# [Required action]
Report each line below that carries the word "ViewQuery".

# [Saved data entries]
Content starts

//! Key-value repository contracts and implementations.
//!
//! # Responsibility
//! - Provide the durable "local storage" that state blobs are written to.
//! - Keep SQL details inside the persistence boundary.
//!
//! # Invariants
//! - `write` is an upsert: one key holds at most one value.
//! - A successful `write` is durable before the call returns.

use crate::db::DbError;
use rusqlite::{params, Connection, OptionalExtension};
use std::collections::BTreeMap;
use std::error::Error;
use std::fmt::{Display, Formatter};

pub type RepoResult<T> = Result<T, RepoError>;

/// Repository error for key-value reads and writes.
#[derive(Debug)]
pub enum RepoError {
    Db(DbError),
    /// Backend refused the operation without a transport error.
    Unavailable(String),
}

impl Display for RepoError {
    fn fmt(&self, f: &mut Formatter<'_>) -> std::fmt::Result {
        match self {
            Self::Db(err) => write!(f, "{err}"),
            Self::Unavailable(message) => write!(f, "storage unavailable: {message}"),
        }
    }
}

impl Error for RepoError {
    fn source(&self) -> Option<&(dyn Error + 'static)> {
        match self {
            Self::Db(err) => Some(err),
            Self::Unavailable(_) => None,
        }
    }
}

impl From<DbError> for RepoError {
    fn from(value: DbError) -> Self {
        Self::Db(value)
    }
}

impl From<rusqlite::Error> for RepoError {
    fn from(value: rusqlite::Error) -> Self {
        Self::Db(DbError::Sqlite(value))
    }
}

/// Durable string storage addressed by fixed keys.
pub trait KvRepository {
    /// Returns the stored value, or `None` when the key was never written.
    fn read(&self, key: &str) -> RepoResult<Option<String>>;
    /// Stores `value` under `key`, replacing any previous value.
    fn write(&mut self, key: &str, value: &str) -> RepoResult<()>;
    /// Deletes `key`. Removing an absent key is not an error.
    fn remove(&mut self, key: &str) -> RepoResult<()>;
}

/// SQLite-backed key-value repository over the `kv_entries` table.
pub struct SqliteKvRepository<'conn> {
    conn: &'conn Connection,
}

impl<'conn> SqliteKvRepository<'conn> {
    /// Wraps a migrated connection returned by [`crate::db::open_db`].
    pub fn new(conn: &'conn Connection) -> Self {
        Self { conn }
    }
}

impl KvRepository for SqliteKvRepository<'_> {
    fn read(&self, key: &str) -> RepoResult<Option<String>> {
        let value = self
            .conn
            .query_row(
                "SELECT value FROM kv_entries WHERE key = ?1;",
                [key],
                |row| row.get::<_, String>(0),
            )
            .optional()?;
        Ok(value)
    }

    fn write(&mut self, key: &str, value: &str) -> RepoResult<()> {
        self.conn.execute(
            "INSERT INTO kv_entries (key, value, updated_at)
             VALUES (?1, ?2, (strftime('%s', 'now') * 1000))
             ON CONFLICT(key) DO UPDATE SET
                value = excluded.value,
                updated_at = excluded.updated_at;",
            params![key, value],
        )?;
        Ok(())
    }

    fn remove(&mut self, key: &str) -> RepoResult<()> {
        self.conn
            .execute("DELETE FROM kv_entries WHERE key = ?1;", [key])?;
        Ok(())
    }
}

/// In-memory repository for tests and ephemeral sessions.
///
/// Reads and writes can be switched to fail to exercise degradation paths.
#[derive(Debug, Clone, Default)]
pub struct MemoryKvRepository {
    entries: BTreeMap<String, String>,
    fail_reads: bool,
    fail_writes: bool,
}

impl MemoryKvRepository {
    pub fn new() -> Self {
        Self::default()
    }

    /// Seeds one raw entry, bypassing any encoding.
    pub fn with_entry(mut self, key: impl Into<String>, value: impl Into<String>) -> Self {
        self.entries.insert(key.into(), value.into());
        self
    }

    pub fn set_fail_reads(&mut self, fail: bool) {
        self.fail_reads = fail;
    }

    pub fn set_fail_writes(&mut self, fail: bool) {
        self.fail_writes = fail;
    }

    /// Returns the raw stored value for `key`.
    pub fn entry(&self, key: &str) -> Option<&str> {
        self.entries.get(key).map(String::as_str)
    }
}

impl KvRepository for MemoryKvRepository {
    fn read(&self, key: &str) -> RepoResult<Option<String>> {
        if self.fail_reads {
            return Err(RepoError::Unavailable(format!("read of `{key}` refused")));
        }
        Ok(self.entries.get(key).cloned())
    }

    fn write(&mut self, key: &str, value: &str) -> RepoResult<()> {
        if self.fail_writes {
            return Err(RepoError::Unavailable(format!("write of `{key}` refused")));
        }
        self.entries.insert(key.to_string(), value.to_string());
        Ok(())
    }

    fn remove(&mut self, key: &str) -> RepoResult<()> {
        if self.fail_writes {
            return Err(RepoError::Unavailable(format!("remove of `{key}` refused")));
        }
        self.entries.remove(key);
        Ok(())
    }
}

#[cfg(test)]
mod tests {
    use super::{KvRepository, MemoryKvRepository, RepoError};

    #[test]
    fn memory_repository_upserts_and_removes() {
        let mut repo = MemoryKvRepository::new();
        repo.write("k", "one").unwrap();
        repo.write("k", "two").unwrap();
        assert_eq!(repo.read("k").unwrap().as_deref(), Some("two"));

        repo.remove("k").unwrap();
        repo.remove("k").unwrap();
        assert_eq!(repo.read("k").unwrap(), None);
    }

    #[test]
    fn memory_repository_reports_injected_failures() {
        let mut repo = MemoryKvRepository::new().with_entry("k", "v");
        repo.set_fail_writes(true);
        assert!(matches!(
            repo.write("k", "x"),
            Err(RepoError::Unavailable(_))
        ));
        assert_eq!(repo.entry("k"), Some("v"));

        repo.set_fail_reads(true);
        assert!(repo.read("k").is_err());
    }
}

Content ends
Content starts

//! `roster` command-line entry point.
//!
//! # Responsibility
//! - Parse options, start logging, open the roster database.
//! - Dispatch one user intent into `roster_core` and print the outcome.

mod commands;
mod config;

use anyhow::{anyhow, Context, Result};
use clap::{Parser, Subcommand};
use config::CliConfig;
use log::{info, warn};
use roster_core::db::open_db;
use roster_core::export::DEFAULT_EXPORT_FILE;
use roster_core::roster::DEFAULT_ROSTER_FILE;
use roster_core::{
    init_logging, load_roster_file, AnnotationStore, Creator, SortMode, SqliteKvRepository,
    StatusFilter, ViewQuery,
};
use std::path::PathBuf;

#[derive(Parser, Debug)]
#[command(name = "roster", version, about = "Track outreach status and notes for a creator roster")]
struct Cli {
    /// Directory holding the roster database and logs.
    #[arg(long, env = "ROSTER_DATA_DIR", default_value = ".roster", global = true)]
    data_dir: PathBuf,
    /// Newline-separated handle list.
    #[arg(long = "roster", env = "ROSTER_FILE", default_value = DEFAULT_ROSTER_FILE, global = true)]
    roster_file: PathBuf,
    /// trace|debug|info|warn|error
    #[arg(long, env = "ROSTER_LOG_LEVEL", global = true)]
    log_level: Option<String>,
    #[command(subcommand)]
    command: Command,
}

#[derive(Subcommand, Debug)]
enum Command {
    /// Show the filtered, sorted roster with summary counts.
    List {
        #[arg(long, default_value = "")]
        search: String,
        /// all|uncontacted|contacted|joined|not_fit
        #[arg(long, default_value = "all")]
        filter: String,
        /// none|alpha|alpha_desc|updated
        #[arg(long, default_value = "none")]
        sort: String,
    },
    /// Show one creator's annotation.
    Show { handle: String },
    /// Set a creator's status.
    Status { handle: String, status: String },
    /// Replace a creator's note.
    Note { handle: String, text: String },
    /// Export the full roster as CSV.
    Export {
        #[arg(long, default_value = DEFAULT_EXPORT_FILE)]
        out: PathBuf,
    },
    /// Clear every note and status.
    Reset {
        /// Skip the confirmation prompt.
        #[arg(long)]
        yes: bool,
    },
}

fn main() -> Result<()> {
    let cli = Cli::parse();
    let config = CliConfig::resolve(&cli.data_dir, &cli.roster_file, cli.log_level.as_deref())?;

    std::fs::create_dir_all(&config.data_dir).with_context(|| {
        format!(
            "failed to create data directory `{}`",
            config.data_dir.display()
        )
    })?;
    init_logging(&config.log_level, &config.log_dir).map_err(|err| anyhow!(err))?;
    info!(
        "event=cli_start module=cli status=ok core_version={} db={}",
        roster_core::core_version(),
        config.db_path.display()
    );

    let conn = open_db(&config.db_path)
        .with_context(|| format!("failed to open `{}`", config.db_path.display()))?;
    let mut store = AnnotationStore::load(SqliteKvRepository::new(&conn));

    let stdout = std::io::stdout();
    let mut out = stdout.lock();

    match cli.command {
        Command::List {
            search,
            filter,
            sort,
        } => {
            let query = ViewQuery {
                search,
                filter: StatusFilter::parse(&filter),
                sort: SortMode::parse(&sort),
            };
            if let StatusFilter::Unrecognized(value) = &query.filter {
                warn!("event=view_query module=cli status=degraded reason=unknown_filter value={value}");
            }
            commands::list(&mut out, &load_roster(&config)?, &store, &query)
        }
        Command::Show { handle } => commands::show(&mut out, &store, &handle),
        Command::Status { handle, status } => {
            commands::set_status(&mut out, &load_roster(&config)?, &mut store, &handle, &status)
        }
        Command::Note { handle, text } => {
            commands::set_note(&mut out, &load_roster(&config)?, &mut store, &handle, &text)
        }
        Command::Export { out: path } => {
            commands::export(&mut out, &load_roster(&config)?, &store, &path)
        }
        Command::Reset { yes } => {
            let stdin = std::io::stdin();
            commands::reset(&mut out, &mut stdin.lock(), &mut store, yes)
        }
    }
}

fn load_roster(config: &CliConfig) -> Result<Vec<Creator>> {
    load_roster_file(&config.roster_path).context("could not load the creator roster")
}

Content ends

# [Response to the exercise]
    StatusFilter, ViewQuery,
            let query = ViewQuery {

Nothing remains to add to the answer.